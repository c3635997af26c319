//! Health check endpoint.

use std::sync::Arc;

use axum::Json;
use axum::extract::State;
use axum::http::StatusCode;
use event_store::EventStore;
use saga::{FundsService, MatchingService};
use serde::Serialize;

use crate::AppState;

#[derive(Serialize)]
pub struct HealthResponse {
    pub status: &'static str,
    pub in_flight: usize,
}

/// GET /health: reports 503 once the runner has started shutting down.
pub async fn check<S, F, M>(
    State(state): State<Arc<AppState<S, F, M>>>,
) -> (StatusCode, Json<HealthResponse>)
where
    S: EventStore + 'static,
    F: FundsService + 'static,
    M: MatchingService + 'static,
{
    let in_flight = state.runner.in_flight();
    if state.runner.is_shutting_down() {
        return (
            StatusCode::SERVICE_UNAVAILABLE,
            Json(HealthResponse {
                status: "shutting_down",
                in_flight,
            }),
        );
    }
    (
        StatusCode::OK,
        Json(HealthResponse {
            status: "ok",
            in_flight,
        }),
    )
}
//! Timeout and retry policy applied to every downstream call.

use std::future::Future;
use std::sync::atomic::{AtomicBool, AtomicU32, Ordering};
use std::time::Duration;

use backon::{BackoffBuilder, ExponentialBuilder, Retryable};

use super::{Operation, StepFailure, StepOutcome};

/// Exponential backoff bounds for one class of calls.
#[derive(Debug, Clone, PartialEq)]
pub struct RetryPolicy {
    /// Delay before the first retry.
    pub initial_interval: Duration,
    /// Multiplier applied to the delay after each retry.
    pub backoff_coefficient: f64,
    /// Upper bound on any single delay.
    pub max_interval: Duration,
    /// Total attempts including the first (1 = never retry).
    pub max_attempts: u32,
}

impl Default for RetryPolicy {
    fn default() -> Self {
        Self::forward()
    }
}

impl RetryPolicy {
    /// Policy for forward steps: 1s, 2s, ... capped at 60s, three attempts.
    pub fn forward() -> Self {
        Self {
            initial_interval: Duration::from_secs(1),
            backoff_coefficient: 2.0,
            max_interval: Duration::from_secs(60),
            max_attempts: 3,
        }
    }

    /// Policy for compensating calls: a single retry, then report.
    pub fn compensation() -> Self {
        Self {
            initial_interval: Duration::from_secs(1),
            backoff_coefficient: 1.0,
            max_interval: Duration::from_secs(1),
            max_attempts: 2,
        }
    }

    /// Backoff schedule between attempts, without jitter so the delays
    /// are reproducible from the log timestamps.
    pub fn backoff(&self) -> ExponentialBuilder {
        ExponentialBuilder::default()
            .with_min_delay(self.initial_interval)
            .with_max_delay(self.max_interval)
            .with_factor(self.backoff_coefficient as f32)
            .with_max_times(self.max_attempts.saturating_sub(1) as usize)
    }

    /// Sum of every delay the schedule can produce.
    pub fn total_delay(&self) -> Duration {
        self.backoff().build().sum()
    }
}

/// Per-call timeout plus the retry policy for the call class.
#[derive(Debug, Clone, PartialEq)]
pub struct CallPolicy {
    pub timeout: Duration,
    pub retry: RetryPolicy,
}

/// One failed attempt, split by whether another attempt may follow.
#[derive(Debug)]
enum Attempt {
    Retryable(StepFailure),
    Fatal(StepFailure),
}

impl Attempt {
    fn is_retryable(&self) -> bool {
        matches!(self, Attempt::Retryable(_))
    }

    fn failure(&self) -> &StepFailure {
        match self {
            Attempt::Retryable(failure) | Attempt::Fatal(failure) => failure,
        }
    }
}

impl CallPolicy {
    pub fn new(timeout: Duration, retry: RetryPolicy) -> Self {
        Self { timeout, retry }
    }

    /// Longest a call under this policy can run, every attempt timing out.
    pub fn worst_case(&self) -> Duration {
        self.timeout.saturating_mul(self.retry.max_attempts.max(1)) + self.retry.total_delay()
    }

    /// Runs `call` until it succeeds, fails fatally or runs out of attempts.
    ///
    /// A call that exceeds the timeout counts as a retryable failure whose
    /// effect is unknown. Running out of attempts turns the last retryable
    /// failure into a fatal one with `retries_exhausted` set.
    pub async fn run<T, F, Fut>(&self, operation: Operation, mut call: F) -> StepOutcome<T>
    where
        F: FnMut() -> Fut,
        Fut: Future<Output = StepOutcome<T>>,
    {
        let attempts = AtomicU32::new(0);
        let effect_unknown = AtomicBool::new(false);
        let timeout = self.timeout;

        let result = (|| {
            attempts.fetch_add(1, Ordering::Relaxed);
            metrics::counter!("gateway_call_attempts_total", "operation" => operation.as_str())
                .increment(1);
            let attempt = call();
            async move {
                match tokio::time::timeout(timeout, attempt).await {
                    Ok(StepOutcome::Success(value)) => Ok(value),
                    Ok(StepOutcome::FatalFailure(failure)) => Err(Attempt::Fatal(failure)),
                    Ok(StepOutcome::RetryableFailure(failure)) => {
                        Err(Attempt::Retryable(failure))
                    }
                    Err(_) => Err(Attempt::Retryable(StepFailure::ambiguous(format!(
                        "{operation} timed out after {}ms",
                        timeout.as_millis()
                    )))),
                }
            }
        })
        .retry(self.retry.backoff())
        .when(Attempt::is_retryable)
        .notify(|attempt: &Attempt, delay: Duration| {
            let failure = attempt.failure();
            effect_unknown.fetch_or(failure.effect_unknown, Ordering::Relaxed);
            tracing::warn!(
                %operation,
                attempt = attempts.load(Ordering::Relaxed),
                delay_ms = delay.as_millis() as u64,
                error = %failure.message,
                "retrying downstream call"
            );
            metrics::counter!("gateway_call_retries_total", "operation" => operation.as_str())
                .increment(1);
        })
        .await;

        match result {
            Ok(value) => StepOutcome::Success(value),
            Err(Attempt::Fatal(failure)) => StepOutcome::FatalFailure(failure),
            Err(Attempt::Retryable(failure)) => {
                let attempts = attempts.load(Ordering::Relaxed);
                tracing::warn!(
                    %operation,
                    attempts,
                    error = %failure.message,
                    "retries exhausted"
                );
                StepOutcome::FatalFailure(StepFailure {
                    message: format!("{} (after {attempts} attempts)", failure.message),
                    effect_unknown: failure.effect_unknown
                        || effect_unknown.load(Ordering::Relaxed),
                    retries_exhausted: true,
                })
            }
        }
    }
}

+ + + + +

* Task directions *
Every line above needs to be repeated exactly as shown.

* Solution for this task *
repository c3635997af26c319
//! Health check endpoint.

use std::sync::Arc;

use axum::Json;
use axum::extract::State;
use axum::http::StatusCode;
use event_store::EventStore;
use saga::{FundsService, MatchingService};
use serde::Serialize;

use crate::AppState;

#[derive(Serialize)]
pub struct HealthResponse {
    pub status: &'static str,
    pub in_flight: usize,
}

/// GET /health: reports 503 once the runner has started shutting down.
pub async fn check<S, F, M>(
    State(state): State<Arc<AppState<S, F, M>>>,
) -> (StatusCode, Json<HealthResponse>)
where
    S: EventStore + 'static,
    F: FundsService + 'static,
    M: MatchingService + 'static,
{
    let in_flight = state.runner.in_flight();
    if state.runner.is_shutting_down() {
        return (
            StatusCode::SERVICE_UNAVAILABLE,
            Json(HealthResponse {
                status: "shutting_down",
                in_flight,
            }),
        );
    }
    (
        StatusCode::OK,
        Json(HealthResponse {
            status: "ok",
            in_flight,
        }),
    )
}
//! Timeout and retry policy applied to every downstream call.

use std::future::Future;
use std::sync::atomic::{AtomicBool, AtomicU32, Ordering};
use std::time::Duration;

use backon::{BackoffBuilder, ExponentialBuilder, Retryable};

use super::{Operation, StepFailure, StepOutcome};

/// Exponential backoff bounds for one class of calls.
#[derive(Debug, Clone, PartialEq)]
pub struct RetryPolicy {
    /// Delay before the first retry.
    pub initial_interval: Duration,
    /// Multiplier applied to the delay after each retry.
    pub backoff_coefficient: f64,
    /// Upper bound on any single delay.
    pub max_interval: Duration,
    /// Total attempts including the first (1 = never retry).
    pub max_attempts: u32,
}

impl Default for RetryPolicy {
    fn default() -> Self {
        Self::forward()
    }
}

impl RetryPolicy {
    /// Policy for forward steps: 1s, 2s, ... capped at 60s, three attempts.
    pub fn forward() -> Self {
        Self {
            initial_interval: Duration::from_secs(1),
            backoff_coefficient: 2.0,
            max_interval: Duration::from_secs(60),
            max_attempts: 3,
        }
    }

    /// Policy for compensating calls: a single retry, then report.
    pub fn compensation() -> Self {
        Self {
            initial_interval: Duration::from_secs(1),
            backoff_coefficient: 1.0,
            max_interval: Duration::from_secs(1),
            max_attempts: 2,
        }
    }

    /// Backoff schedule between attempts, without jitter so the delays
    /// are reproducible from the log timestamps.
    pub fn backoff(&self) -> ExponentialBuilder {
        ExponentialBuilder::default()
            .with_min_delay(self.initial_interval)
            .with_max_delay(self.max_interval)
            .with_factor(self.backoff_coefficient as f32)
            .with_max_times(self.max_attempts.saturating_sub(1) as usize)
    }

    /// Sum of every delay the schedule can produce.
    pub fn total_delay(&self) -> Duration {
        self.backoff().build().sum()
    }
}

/// Per-call timeout plus the retry policy for the call class.
#[derive(Debug, Clone, PartialEq)]
pub struct CallPolicy {
    pub timeout: Duration,
    pub retry: RetryPolicy,
}

/// One failed attempt, split by whether another attempt may follow.
#[derive(Debug)]
enum Attempt {
    Retryable(StepFailure),
    Fatal(StepFailure),
}

impl Attempt {
    fn is_retryable(&self) -> bool {
        matches!(self, Attempt::Retryable(_))
    }

    fn failure(&self) -> &StepFailure {
        match self {
            Attempt::Retryable(failure) | Attempt::Fatal(failure) => failure,
        }
    }
}

impl CallPolicy {
    pub fn new(timeout: Duration, retry: RetryPolicy) -> Self {
        Self { timeout, retry }
    }

    /// Longest a call under this policy can run, every attempt timing out.
    pub fn worst_case(&self) -> Duration {
        self.timeout.saturating_mul(self.retry.max_attempts.max(1)) + self.retry.total_delay()
    }

    /// Runs `call` until it succeeds, fails fatally or runs out of attempts.
    ///
    /// A call that exceeds the timeout counts as a retryable failure whose
    /// effect is unknown. Running out of attempts turns the last retryable
    /// failure into a fatal one with `retries_exhausted` set.
    pub async fn run<T, F, Fut>(&self, operation: Operation, mut call: F) -> StepOutcome<T>
    where
        F: FnMut() -> Fut,
        Fut: Future<Output = StepOutcome<T>>,
    {
        let attempts = AtomicU32::new(0);
        let effect_unknown = AtomicBool::new(false);
        let timeout = self.timeout;

        let result = (|| {
            attempts.fetch_add(1, Ordering::Relaxed);
            metrics::counter!("gateway_call_attempts_total", "operation" => operation.as_str())
                .increment(1);
            let attempt = call();
            async move {
                match tokio::time::timeout(timeout, attempt).await {
                    Ok(StepOutcome::Success(value)) => Ok(value),
                    Ok(StepOutcome::FatalFailure(failure)) => Err(Attempt::Fatal(failure)),
                    Ok(StepOutcome::RetryableFailure(failure)) => {
                        Err(Attempt::Retryable(failure))
                    }
                    Err(_) => Err(Attempt::Retryable(StepFailure::ambiguous(format!(
                        "{operation} timed out after {}ms",
                        timeout.as_millis()
                    )))),
                }
            }
        })
        .retry(self.retry.backoff())
        .when(Attempt::is_retryable)
        .notify(|attempt: &Attempt, delay: Duration| {
            let failure = attempt.failure();
            effect_unknown.fetch_or(failure.effect_unknown, Ordering::Relaxed);
            tracing::warn!(
                %operation,
                attempt = attempts.load(Ordering::Relaxed),
                delay_ms = delay.as_millis() as u64,
                error = %failure.message,
                "retrying downstream call"
            );
            metrics::counter!("gateway_call_retries_total", "operation" => operation.as_str())
                .increment(1);
        })
        .await;

        match result {
            Ok(value) => StepOutcome::Success(value),
            Err(Attempt::Fatal(failure)) => StepOutcome::FatalFailure(failure),
            Err(Attempt::Retryable(failure)) => {
                let attempts = attempts.load(Ordering::Relaxed);
                tracing::warn!(
                    %operation,
                    attempts,
                    error = %failure.message,
                    "retries exhausted"
                );
                StepOutcome::FatalFailure(StepFailure {
                    message: format!("{} (after {attempts} attempts)", failure.message),
                    effect_unknown: failure.effect_unknown
                        || effect_unknown.load(Ordering::Relaxed),
                    retries_exhausted: true,
                })
            }
        }
    }
}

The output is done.